%%
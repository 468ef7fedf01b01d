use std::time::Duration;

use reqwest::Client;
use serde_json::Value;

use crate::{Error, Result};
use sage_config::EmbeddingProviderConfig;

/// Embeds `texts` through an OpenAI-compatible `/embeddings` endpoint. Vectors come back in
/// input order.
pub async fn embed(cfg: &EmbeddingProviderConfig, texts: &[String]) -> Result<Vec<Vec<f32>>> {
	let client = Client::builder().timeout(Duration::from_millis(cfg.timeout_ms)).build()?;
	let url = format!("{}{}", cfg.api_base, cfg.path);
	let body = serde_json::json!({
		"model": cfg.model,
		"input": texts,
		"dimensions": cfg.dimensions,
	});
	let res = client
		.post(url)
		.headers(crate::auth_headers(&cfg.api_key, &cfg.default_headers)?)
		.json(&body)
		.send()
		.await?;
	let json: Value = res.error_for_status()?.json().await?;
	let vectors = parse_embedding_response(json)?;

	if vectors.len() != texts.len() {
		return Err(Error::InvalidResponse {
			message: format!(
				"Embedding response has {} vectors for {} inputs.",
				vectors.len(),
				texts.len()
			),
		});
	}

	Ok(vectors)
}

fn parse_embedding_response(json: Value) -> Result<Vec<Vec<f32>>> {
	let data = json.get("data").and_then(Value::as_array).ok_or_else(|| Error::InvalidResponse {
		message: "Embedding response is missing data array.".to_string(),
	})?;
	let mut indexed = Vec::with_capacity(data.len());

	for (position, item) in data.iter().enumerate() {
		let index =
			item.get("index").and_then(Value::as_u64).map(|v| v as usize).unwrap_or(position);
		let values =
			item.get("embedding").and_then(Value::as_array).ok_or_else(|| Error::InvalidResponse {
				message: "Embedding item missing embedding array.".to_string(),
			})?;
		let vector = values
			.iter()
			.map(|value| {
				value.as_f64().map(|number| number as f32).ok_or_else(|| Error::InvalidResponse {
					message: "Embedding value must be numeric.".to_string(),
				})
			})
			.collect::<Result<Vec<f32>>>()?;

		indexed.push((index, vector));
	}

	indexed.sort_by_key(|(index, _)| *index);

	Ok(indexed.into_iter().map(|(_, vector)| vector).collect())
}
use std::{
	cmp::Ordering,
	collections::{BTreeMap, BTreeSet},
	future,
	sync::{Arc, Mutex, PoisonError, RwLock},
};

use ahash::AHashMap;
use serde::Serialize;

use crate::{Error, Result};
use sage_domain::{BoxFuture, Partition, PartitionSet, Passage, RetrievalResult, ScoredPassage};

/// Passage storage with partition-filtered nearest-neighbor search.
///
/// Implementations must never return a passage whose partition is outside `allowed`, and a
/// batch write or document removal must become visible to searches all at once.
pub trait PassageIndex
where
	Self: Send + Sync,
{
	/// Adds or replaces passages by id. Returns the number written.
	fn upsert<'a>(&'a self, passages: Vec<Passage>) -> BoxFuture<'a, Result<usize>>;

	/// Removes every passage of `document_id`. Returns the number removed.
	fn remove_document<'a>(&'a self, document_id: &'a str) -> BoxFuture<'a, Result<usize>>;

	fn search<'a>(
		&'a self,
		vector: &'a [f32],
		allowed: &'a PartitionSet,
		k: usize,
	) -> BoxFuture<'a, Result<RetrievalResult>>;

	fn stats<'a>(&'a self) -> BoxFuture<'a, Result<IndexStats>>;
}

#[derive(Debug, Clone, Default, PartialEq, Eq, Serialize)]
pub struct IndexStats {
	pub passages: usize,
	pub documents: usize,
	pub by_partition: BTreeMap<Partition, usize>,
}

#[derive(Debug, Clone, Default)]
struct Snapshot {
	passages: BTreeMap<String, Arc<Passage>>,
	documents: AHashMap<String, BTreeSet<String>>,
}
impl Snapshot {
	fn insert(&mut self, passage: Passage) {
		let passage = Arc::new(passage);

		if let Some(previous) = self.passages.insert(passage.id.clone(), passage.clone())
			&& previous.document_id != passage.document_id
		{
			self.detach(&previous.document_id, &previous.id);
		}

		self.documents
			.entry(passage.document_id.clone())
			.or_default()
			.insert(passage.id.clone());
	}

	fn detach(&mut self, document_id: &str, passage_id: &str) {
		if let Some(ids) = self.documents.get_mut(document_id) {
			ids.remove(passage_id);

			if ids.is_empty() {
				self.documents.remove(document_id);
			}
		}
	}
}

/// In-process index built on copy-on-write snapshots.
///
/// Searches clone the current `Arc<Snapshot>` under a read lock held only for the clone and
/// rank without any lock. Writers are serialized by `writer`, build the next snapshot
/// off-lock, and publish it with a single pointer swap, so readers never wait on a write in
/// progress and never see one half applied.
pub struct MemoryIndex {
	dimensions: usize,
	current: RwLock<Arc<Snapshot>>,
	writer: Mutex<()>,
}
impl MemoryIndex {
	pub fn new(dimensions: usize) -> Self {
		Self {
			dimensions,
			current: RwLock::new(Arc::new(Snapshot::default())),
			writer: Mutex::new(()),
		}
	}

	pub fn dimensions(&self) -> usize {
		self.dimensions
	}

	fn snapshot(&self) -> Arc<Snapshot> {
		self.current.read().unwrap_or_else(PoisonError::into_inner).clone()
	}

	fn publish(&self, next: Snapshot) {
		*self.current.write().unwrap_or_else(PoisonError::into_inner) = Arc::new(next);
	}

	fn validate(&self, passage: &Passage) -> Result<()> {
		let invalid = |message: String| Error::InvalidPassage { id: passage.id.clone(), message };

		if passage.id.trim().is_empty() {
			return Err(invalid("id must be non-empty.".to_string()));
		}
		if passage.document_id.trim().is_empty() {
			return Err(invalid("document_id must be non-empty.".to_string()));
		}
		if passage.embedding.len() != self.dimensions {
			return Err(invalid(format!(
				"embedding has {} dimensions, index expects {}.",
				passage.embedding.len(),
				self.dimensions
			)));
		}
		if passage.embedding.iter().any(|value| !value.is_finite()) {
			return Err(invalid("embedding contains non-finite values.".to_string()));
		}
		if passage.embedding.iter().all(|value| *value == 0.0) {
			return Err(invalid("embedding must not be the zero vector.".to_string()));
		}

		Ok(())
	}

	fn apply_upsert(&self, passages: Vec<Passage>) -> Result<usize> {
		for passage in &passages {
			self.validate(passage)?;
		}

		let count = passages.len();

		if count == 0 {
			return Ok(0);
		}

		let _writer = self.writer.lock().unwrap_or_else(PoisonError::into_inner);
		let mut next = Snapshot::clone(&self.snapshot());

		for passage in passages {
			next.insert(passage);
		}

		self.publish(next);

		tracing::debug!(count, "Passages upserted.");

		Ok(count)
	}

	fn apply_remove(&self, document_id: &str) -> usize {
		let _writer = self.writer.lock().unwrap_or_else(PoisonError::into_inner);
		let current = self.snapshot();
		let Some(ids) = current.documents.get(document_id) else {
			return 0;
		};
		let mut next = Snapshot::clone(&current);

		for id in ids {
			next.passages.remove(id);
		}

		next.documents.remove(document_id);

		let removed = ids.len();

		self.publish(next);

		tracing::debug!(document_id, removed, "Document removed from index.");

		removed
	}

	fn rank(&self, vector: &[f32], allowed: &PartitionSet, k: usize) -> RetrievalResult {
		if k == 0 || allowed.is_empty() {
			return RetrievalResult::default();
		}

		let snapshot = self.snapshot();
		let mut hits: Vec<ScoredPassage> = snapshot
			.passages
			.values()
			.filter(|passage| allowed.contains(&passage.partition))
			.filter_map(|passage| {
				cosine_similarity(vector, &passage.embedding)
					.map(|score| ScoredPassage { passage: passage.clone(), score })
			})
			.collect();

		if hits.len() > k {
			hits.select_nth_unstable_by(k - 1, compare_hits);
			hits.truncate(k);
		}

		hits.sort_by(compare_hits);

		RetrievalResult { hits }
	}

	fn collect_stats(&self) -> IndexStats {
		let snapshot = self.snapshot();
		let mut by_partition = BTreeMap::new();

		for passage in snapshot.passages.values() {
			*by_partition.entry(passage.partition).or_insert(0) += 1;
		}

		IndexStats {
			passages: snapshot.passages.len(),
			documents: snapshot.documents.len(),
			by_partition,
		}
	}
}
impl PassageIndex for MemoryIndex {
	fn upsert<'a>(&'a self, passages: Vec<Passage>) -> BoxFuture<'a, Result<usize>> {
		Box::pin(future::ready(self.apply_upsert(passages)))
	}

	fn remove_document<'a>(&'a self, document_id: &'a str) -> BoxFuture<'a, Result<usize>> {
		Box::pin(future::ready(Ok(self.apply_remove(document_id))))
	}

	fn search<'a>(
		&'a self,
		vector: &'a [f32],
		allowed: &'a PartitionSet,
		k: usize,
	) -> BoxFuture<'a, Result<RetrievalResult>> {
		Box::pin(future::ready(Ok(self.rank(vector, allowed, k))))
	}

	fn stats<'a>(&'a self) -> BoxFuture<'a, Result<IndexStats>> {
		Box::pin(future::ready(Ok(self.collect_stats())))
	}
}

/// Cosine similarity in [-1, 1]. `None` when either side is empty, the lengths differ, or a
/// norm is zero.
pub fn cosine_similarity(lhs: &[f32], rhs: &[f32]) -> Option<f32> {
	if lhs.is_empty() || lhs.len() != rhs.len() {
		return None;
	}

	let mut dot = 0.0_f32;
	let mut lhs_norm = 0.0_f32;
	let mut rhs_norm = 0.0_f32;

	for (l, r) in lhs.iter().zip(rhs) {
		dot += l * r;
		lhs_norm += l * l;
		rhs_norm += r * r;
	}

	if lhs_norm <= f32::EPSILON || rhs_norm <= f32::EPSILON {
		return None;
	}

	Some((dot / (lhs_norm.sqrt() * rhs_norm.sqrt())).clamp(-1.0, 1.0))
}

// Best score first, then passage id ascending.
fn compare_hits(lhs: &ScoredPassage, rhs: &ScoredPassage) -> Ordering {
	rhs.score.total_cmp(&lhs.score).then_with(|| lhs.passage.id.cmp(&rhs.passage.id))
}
%%
%%
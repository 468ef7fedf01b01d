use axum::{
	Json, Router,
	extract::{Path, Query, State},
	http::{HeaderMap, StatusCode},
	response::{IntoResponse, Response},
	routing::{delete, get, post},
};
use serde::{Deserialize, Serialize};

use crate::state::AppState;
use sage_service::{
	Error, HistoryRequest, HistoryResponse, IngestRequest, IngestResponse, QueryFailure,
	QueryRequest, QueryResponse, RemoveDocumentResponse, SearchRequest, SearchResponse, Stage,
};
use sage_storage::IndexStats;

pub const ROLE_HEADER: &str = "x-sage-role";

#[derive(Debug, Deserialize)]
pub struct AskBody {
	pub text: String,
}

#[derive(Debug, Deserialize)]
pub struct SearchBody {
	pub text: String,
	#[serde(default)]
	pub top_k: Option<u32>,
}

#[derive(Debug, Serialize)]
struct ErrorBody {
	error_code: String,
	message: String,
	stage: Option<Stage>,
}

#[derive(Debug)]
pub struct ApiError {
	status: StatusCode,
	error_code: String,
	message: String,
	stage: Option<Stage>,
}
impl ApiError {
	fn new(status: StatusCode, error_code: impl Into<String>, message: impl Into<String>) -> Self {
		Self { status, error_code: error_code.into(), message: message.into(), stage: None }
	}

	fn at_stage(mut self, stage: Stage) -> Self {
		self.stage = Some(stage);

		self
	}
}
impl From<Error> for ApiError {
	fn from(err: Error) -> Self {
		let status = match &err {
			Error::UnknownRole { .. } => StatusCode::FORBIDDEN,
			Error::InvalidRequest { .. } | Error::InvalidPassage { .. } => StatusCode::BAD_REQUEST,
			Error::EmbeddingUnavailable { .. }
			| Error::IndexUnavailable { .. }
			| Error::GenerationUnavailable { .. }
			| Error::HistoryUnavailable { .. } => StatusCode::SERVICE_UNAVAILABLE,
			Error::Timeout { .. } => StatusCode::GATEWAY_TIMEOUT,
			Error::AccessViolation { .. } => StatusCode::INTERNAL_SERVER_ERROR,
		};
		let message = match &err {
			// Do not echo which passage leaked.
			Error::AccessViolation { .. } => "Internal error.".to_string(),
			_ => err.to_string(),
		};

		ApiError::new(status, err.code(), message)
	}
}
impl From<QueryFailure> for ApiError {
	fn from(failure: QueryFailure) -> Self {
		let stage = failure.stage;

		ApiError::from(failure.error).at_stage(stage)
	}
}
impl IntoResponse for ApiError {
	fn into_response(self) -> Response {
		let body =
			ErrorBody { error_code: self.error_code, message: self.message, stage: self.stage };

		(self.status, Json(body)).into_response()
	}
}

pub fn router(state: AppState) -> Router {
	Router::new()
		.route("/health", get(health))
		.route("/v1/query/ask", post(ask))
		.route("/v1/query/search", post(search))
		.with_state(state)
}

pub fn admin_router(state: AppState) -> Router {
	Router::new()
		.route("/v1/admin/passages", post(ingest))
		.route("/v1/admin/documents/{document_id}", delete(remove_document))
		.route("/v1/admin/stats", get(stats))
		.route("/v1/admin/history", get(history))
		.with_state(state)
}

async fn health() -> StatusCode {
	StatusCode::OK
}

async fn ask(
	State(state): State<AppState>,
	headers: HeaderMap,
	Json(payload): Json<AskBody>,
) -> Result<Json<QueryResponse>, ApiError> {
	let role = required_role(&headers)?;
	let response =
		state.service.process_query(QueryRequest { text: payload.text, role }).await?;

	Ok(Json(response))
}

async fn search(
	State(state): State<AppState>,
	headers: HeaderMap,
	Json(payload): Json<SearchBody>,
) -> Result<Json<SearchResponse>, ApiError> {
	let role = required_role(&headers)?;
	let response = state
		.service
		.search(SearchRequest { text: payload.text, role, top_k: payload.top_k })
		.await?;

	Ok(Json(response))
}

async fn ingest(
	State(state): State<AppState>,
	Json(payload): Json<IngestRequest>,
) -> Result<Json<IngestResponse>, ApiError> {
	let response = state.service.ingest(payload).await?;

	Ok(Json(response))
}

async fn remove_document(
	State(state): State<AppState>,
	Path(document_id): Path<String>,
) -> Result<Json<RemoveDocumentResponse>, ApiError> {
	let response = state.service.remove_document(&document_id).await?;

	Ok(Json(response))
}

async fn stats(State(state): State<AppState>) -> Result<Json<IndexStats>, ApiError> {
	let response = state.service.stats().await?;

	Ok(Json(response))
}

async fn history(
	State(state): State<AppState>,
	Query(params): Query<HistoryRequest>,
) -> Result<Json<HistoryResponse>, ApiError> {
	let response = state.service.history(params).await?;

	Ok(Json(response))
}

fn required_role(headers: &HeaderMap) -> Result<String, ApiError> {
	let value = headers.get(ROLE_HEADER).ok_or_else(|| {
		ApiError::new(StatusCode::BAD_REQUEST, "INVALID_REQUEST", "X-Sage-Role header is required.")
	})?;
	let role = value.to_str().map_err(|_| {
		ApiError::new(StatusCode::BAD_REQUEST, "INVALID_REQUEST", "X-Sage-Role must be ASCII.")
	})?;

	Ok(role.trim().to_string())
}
%%
Exercise objective:
Scan the entries above and copy each line where "AccessViolation" occurs.

Task solution:
			Error::AccessViolation { .. } => StatusCode::INTERNAL_SERVER_ERROR,
			Error::AccessViolation { .. } => "Internal error.".to_string(),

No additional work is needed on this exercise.